La storia di Elia

ELIA E LA VOCE DEL SILENZIO  (riflessioni con don Manuel)

 Elia visse intorno all’  850 A.C. –  Elia compare nella Bibbia all’improvviso …

 “Primo libro dei RE” cap. 17

Elia, il Tisbita, uno di quelli che si erano stabiliti in Gàlaad, disse ad Acab: «Per la vita del Signore, Dio d’Israele, alla cui presenza io sto, in questi anni non ci sarà né rugiada né pioggia, se non quando lo comanderò io».

A lui fu rivolta questa parola del Signore: «Vattene di qui, dirigiti verso oriente; nasconditi presso il torrente Cherìt, che è a oriente del Giordano. Berrai dal torrente e i corvi per mio comando ti porteranno da mangiare».
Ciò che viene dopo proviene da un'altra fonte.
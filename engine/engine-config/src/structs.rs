//! Configuration struct definitions.
//!
//! All config structs with serde deserialization support and default values.

use crate::defaults;
use serde::Deserialize;

// ============================================================================
// Serde default functions (required for #[serde(default = "...")])
// These call the accessor functions from defaults module
// ============================================================================

fn d_board_size() -> usize {
    defaults::board_size()
}
fn d_walls_per_player() -> usize {
    defaults::walls_per_player()
}
fn d_max_plies() -> usize {
    defaults::max_plies()
}
fn d_num_sims() -> u32 {
    defaults::num_simulations()
}
fn d_c_puct_base() -> f64 {
    defaults::c_puct_base()
}
fn d_c_puct_init() -> f64 {
    defaults::c_puct_init()
}
fn d_temperature() -> f64 {
    defaults::temperature()
}
fn d_temp_threshold() -> u32 {
    defaults::temp_threshold()
}
fn d_dirichlet_alpha() -> f64 {
    defaults::dirichlet_alpha()
}
fn d_dirichlet_weight() -> f64 {
    defaults::dirichlet_weight()
}
fn d_reuse_tree() -> bool {
    defaults::reuse_tree()
}
fn d_seed() -> u64 {
    defaults::seed()
}

// ============================================================================
// Configuration Structs
// ============================================================================

/// Root configuration structure matching config.toml
#[derive(Debug, Deserialize, Default, Clone)]
pub struct CentralConfig {
    #[serde(default)]
    pub game: GameConfig,
    #[serde(default)]
    pub mcts: MctsConfig,
}

/// Board geometry and game-length limits
#[derive(Debug, Deserialize, Clone)]
#[serde(default)]
pub struct GameConfig {
    /// Side length of the pawn grid. Must be odd, between 3 and 11.
    #[serde(default = "d_board_size")]
    pub board_size: usize,
    /// Walls each player starts with. 0 derives it from the board size.
    #[serde(default = "d_walls_per_player")]
    pub walls_per_player: usize,
    /// Plies after which an unfinished game is a draw. 0 derives it from the
    /// board size.
    #[serde(default = "d_max_plies")]
    pub max_plies: usize,
}

impl Default for GameConfig {
    fn default() -> Self {
        Self {
            board_size: defaults::board_size(),
            walls_per_player: defaults::walls_per_player(),
            max_plies: defaults::max_plies(),
        }
    }
}

/// MCTS (Monte Carlo Tree Search) configuration
#[derive(Debug, Deserialize, Clone)]
#[serde(default)]
pub struct MctsConfig {
    #[serde(default = "d_num_sims")]
    pub num_simulations: u32,
    #[serde(default = "d_c_puct_base")]
    pub c_puct_base: f64,
    #[serde(default = "d_c_puct_init")]
    pub c_puct_init: f64,
    #[serde(default = "d_temperature")]
    pub temperature: f64,
    /// Ply after which callers should switch to greedy play.
    #[serde(default = "d_temp_threshold")]
    pub temp_threshold: u32,
    #[serde(default = "d_dirichlet_alpha")]
    pub dirichlet_alpha: f64,
    #[serde(default = "d_dirichlet_weight")]
    pub dirichlet_weight: f64,
    #[serde(default = "d_reuse_tree")]
    pub reuse_tree: bool,
    #[serde(default = "d_seed")]
    pub seed: u64,
}

impl Default for MctsConfig {
    fn default() -> Self {
        Self {
            num_simulations: defaults::num_simulations(),
            c_puct_base: defaults::c_puct_base(),
            c_puct_init: defaults::c_puct_init(),
            temperature: defaults::temperature(),
            temp_threshold: defaults::temp_threshold(),
            dirichlet_alpha: defaults::dirichlet_alpha(),
            dirichlet_weight: defaults::dirichlet_weight(),
            reuse_tree: defaults::reuse_tree(),
            seed: defaults::seed(),
        }
    }
}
 Domande per la riflessione:

  • Cosa sapevi prima d’oggi del profeta Elia?
  • Elia prende la parola in un contesto di idolatria e di ingiustizia sociale. Pensi che siano connessi il fatto di fabbricarsi i propri idoli e quello di rifiutare chi è nel bisogno?
  • Dio manda Elia nel deserto. Cosa pensi dell’idea cristiana di fare deserto, di fare digiuno?
  • L’Elia trionfante che sembra sconfiggere gli idoli si scontra con l’Elia impaurito che fugge dalla sua condanna a morte. Anche tu sperimenti questa alternanza nella tua vita spirituale? Anche tu vivi momenti di particolare spiritualità e momenti di aridità religiosa? A cosa colleghi questi alti e bassi? C’è qualche rimedio?
  • Dio chiese ad Elia per due volte: “Che cosa fai qui, Elia? Questa è la domanda che Dio rivolge ad ogni uomo, chiamandolo a situarsi consapevolmente di fronte a Lui. Come ti sembra che stiamo di fronte a Dio? Quali sono gli errori da togliere e quali gli aspetti da potenziare nella spiritualità contemporanea?
  • Elia incontra Dio …
  1. Dio non è nel vento impetuoso. Il vento impetuoso corrisponde all’esperienza interiore della forza di volontà, caratteristica di quanti paiono saldi come montagne, capaci di far fronte ad ogni situazione con la loro volontà e la loro saldezza: è l’esperienza delle persone esemplari, di quelli che si vogliono sempre impeccabili … Quando queste persone sperimentano la crisi, comprendono che Dio non è presente nella loro forza.
  2. Dio non è nel terremoto. Il terremoto è la sensibilità per le cose di Dio: le emozioni destate in noi dalla liturgia, dalla commozione che accompagna la meditazione della Scrittura … Si tratta di doni che vanno negati o rimossi, ma occorre molta vigilanza per non cadere nell’errore di operare un discernimento solo in base alla nostra sensibilità. Il rischio è quello di far diventare determinante e vero ciò che ci turba e ci commuove …
  3. Dio non è nel fuoco. Il fuoco rappresenta la passione, lo zelo per Dio: è l’atteggiamento dei “militanti”, di quelli che si scagliano contro i nemici di Dio.

Vento, terremoto, fuoco. Ti sembra che l’uno o l’altro di questi modi possano essere elementi della tua attuale spiritualità, che sebbene utili, rischiano di non farti incontrare realmente Dio?

  • Dio si mostra ad Elia nella voce di un silenzio sottile. Cosa significa?
  • Quale messaggio positivo per te puoi cogliere dalla storia di Elia?

 La vicenda di Elia inizia al cap. 17 del “Primo libro dei RE” e termina al cap. 2 del “Secondo libro dei Re”.